This piece is constantly changing: when it is not dynamic (big massive crescendos) it is harmonic (to fill infrachromatiquement towards third stacking), and when it does not take the character (liquido poco a poco, poco a poco e viscoso soft, it is rhythmic (acceleration or deceleration in a unique and unchanging tempo).

The text is treated in different ways, except at the very end, where the last sentence of the poem is clearly understandable, words are matter, they colour the musical sounds, and sounds are themselves . In the micropolyphonic passages, musical sounds are undifferentiated it is the words that give colour to the music (the initial passage, for example) like the asperities of Dubuffet.

Finally, regarding the title, you should know that "Venus du trottoir" is not what Dubuffet named his painting, but that which the writer and friend of the painter George Limbour named it, Dubuffet having himself named his painting "Kamenaia - Baba". I took the liberty of borrowing the name for this piece, a tribute to both the intriguing painting of Dubuffet and the sublime words of Jouve.

© 2008 Christophe Bertrand

" Vertigo "

for 2 pianos and orchestra

Editions Suvini Zerboni

After the gold medals in piano and chamber music from the Conservatory of Strasbourg (classes of Laurent Cabasso, Michele Renoul, Armand Angster), he performs within the Ensemble Accroche Note or the Ensemble In Extremis that he co-founded.
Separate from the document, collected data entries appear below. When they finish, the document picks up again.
use chrono::{Datelike, Duration, NaiveDate};
use rand::rngs::StdRng;
use rand::{Rng, SeedableRng};

use crate::models::DailyBar;

/// Market scenario types for synthetic daily series
#[derive(Debug, Clone, Copy, PartialEq, Eq)]
pub enum MarketScenario {
    /// Steady uptrend with noise (+2% weekly average)
    Uptrend,
    /// Steady downtrend with noise (-2% weekly average)
    Downtrend,
    /// Range-bound around the base price
    Sideways,
    /// Full Weinstein cycle: decline, base, breakout, advance, top, decline
    StageCycle,
}

impl MarketScenario {
    pub const ALL: [MarketScenario; 4] = [
        MarketScenario::Uptrend,
        MarketScenario::Downtrend,
        MarketScenario::Sideways,
        MarketScenario::StageCycle,
    ];

    pub fn name(self) -> &'static str {
        match self {
            MarketScenario::Uptrend => "uptrend",
            MarketScenario::Downtrend => "downtrend",
            MarketScenario::Sideways => "sideways",
            MarketScenario::StageCycle => "stage-cycle",
        }
    }
}

/// Generates reproducible daily bars (Monday to Friday) for demos and tests
pub struct SyntheticDataGenerator {
    rng: StdRng,
    base_price: f64,
    base_volume: f64,
}

impl SyntheticDataGenerator {
    /// Create a new generator with a seed for reproducibility
    pub fn new(seed: u64) -> Self {
        Self {
            rng: StdRng::seed_from_u64(seed),
            base_price: 100.0,
            base_volume: 1_000_000.0,
        }
    }

    pub fn with_base_price(mut self, base_price: f64) -> Self {
        self.base_price = base_price;
        self
    }

    pub fn base_price(&self) -> f64 {
        self.base_price
    }

    /// Generate `weeks` weeks of daily bars starting in the week of `start`
    pub fn generate(&mut self, scenario: MarketScenario, weeks: usize, start: NaiveDate) -> Vec<DailyBar> {
        let monday = start - Duration::days(start.weekday().num_days_from_monday() as i64);
        let mut bars = Vec::with_capacity(weeks * 5);
        let mut price = self.base_price;

        for week in 0..weeks {
            let (weekly_drift, gap) = Self::week_profile(scenario, week, weeks);
            let daily_drift = weekly_drift / 5.0;
            let noise_pct = match scenario {
                MarketScenario::StageCycle => 0.002,
                _ => 0.005,
            };

            for day in 0..5 {
                let date = monday + Duration::weeks(week as i64) + Duration::days(day);
                let open = price;

                if day == 0 {
                    price *= 1.0 + gap;
                }
                price *= 1.0 + daily_drift + self.rng.gen_range(-noise_pct..noise_pct);
                if scenario == MarketScenario::Sideways {
                    // Pull back towards the base so the range holds
                    price += (self.base_price - price) * 0.1;
                }

                bars.push(self.create_bar(date, open, price));
            }
        }

        bars
    }

    /// Weekly drift and Monday gap for one week of a scenario
    fn week_profile(scenario: MarketScenario, week: usize, weeks: usize) -> (f64, f64) {
        match scenario {
            MarketScenario::Uptrend => (0.02, 0.0),
            MarketScenario::Downtrend => (-0.02, 0.0),
            MarketScenario::Sideways => (0.0, 0.0),
            MarketScenario::StageCycle => {
                let breakout_week = weeks * 45 / 100;
                let p = week as f64 / weeks.max(1) as f64;
                if week == breakout_week {
                    (0.01, 0.07)
                } else if p < 0.15 {
                    (-0.02, 0.0)
                } else if p < 0.45 {
                    (0.0, 0.0)
                } else if p < 0.65 {
                    (0.03, 0.0)
                } else if p < 0.80 {
                    (0.0, 0.0)
                } else {
                    (-0.03, 0.0)
                }
            }
        }
    }

    fn create_bar(&mut self, date: NaiveDate, open: f64, close: f64) -> DailyBar {
        // ±0.4% intraday range around the body
        let high = open.max(close) * (1.0 + self.rng.gen_range(0.0..0.004));
        let low = open.min(close) * (1.0 - self.rng.gen_range(0.0..0.004));
        let volume = (self.base_volume * self.rng.gen_range(0.7..1.3)) as i64;

        DailyBar {
            date,
            open,
            high,
            low,
            close,
            volume,
        }
    }
}
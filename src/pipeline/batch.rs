use futures_util::stream::{self, StreamExt};
use serde::Serialize;
use std::future::Future;
use std::time::Instant;

use crate::models::Instrument;
use crate::{Error, Result};

/// Outcome of one batch phase over many instruments
#[derive(Debug, Clone, Default, PartialEq, Eq, Serialize)]
pub struct BatchReport {
    pub total: usize,
    pub succeeded: usize,
    pub failed: usize,
    pub failed_ids: Vec<i64>,
    /// Rows written: weeks aggregated, stages changed or signals created
    pub changed: usize,
    /// Instruments not started before the deadline
    pub skipped: usize,
    /// Set when the phase could not start, e.g. the instrument list was unreadable
    #[serde(skip_serializing_if = "Option::is_none")]
    pub error: Option<String>,
}

impl BatchReport {
    /// Report for a phase that failed before touching any instrument
    pub fn aborted(error: &Error) -> Self {
        Self {
            error: Some(error.to_string()),
            ..Default::default()
        }
    }

    /// Count `instrument_id` as failed unless the batch already did
    pub fn record_failure(&mut self, instrument_id: i64) {
        if !self.failed_ids.contains(&instrument_id) {
            self.total += 1;
            self.failed += 1;
            self.failed_ids.push(instrument_id);
        }
    }

    pub fn is_clean(&self) -> bool {
        self.failed == 0 && self.skipped == 0 && self.error.is_none()
    }
}

/// How a batch is driven
#[derive(Debug, Clone, Copy)]
pub struct BatchOptions {
    pub concurrency: usize,
    pub deadline: Option<Instant>,
}

impl Default for BatchOptions {
    fn default() -> Self {
        Self {
            concurrency: 1,
            deadline: None,
        }
    }
}

impl BatchOptions {
    fn expired(&self) -> bool {
        self.deadline.map_or(false, |d| Instant::now() >= d)
    }
}

/// Run `work` for every instrument, at most `concurrency` at a time
///
/// Results are collected in input order. A failure is logged and recorded
/// against its instrument; it never stops the batch.
pub async fn run_batch<'a, F, Fut>(
    phase: &str,
    instruments: &'a [Instrument],
    options: BatchOptions,
    work: F,
) -> BatchReport
where
    F: Fn(&'a Instrument) -> Fut,
    Fut: Future<Output = Result<usize>> + 'a,
{
    let work = &work;
    let outcomes: Vec<(&Instrument, Option<Result<usize>>)> = stream::iter(instruments)
        .map(|instrument| async move {
            if options.expired() {
                return (instrument, None);
            }
            (instrument, Some(work(instrument).await))
        })
        .buffered(options.concurrency.max(1))
        .collect()
        .await;

    let mut report = BatchReport {
        total: instruments.len(),
        ..Default::default()
    };

    for (instrument, outcome) in outcomes {
        match outcome {
            Some(Ok(changed)) => {
                report.succeeded += 1;
                report.changed += changed;
            }
            Some(Err(e)) => {
                tracing::error!("{} failed for {}: {}", phase, instrument.symbol, e);
                report.failed += 1;
                report.failed_ids.push(instrument.id);
            }
            None => report.skipped += 1,
        }
    }

    if report.skipped > 0 {
        tracing::warn!(
            "{}: budget exhausted, {} instruments left for the next run",
            phase,
            report.skipped
        );
    }

    tracing::info!(
        "✓ {}: {}/{} succeeded, {} failed, {} changed",
        phase,
        report.succeeded,
        report.total,
        report.failed,
        report.changed
    );

    report
}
He collaborated with composers such as Pascal Dusapin, Michael Jarrell, Mark André, Wolfgang Rihm, etc..

He studied composition with Ivan Fedele in 1996 at the CNR Strasbourg, in 2000 he obtained the diploma of composition unanimously and with the honors of the jury. The same year, the Festival Musica dedicated a concert to him, and he participated in the annual Cursus of composition and computer music 2000-2001 at IRCAM, where he worked with, notably, Philippe Hurel, Tristan Murail, Brian Ferneyhough and Jonathan Harvey.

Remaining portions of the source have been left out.